[Data supplied Boundary: Start]

//! Active Target Stack
//!
//! The target stack tracks which subscriber is currently collecting
//! dependencies. When a slot is read, the subscriber on top of the stack is
//! the one that gets to depend on it.
//!
//! # Implementation
//!
//! The stack is owned by a [`Runtime`] rather than living in a global. When
//! a computation starts evaluating it pushes itself; when it finishes it
//! pops, restoring whichever computation was running before. This supports
//! nested evaluation (e.g., a watcher whose getter reads a computed value
//! that has to re-evaluate first).
//!
//! A `None` entry suspends tracking without ending the outer evaluation.

use std::cell::RefCell;
use std::rc::Rc;

use tracing::trace;

use super::runtime::Runtime;
use super::subscriber::Subscriber;

/// Stack of active targets. The current target is the top entry.
#[derive(Default)]
pub(crate) struct TargetStack {
    entries: RefCell<Vec<Option<Rc<dyn Subscriber>>>>,
}

impl TargetStack {
    pub(crate) fn push(&self, target: Option<Rc<dyn Subscriber>>) {
        trace!(subscriber = ?target.as_ref().map(|t| t.id()), "push target");
        self.entries.borrow_mut().push(target);
    }

    pub(crate) fn pop(&self) -> Option<Rc<dyn Subscriber>> {
        let popped = self.entries.borrow_mut().pop().flatten();
        trace!(subscriber = ?popped.as_ref().map(|t| t.id()), "pop target");
        popped
    }

    pub(crate) fn current(&self) -> Option<Rc<dyn Subscriber>> {
        self.entries.borrow().last().cloned().flatten()
    }

    pub(crate) fn depth(&self) -> usize {
        self.entries.borrow().len()
    }
}

/// Guard that pops the target when dropped.
///
/// This ensures the stack is properly maintained even if the evaluation
/// returns early with an error or panics.
pub struct TargetGuard {
    runtime: Runtime,
    depth: usize,
}

impl TargetGuard {
    pub(crate) fn new(runtime: Runtime, target: Option<Rc<dyn Subscriber>>) -> Self {
        runtime.push_target(target);
        let depth = runtime.target_depth();
        Self { runtime, depth }
    }
}

impl Drop for TargetGuard {
    fn drop(&mut self) {
        // Verify we're popping our own entry.
        // This helps catch unbalanced push/pop pairs.
        debug_assert_eq!(
            self.runtime.target_depth(),
            self.depth,
            "TargetGuard mismatch: stack depth changed under the guard"
        );
        self.runtime.pop_target();
    }
}

#[cfg(test)]
mod tests {
    use super::*;
    use crate::reactive::probe::Probe;
    use crate::reactive::SubscriberId;

    fn current_id(runtime: &Runtime) -> Option<SubscriberId> {
        runtime.target().map(|t| t.id())
    }

    #[test]
    fn guard_tracks_subscriber() {
        let runtime = Runtime::default();
        let probe = Probe::new();

        assert!(!runtime.is_tracking());
        assert!(runtime.target().is_none());

        {
            let _guard = runtime.enter(probe.clone());
            assert!(runtime.is_tracking());
            assert_eq!(current_id(&runtime), Some(probe.id()));
        }

        // Target should be cleaned up after drop
        assert!(!runtime.is_tracking());
        assert_eq!(runtime.target_depth(), 0);
    }

    #[test]
    fn nested_guards_restore_outer_target() {
        let runtime = Runtime::default();
        let outer = Probe::new();
        let inner = Probe::new();

        {
            let _outer = runtime.enter(outer.clone());
            assert_eq!(current_id(&runtime), Some(outer.id()));

            {
                let _inner = runtime.enter(inner.clone());
                assert_eq!(current_id(&runtime), Some(inner.id()));
            }

            // After inner guard drops, outer should be current
            assert_eq!(current_id(&runtime), Some(outer.id()));
        }

        assert!(runtime.target().is_none());
    }

    #[test]
    fn none_entry_suspends_tracking() {
        let runtime = Runtime::default();
        let outer = Probe::new();

        let _outer = runtime.enter(outer.clone());
        runtime.push_target(None);
        assert!(runtime.target().is_none());
        runtime.pop_target();
        assert_eq!(current_id(&runtime), Some(outer.id()));
    }

    #[test]
    fn guard_pops_when_evaluation_panics() {
        let runtime = Runtime::default();
        let probe = Probe::new();

        let result = std::panic::catch_unwind(std::panic::AssertUnwindSafe(|| {
            let _guard = runtime.enter(probe.clone());
            panic!("evaluation failed");
        }));

        assert!(result.is_err());
        assert_eq!(runtime.target_depth(), 0);
    }
}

[Data supplied Boundary: End]

Find all the lines containing "reactive" in the material, then copy them.

- [Task answer]:
    use crate::reactive::probe::Probe;
    use crate::reactive::SubscriberId;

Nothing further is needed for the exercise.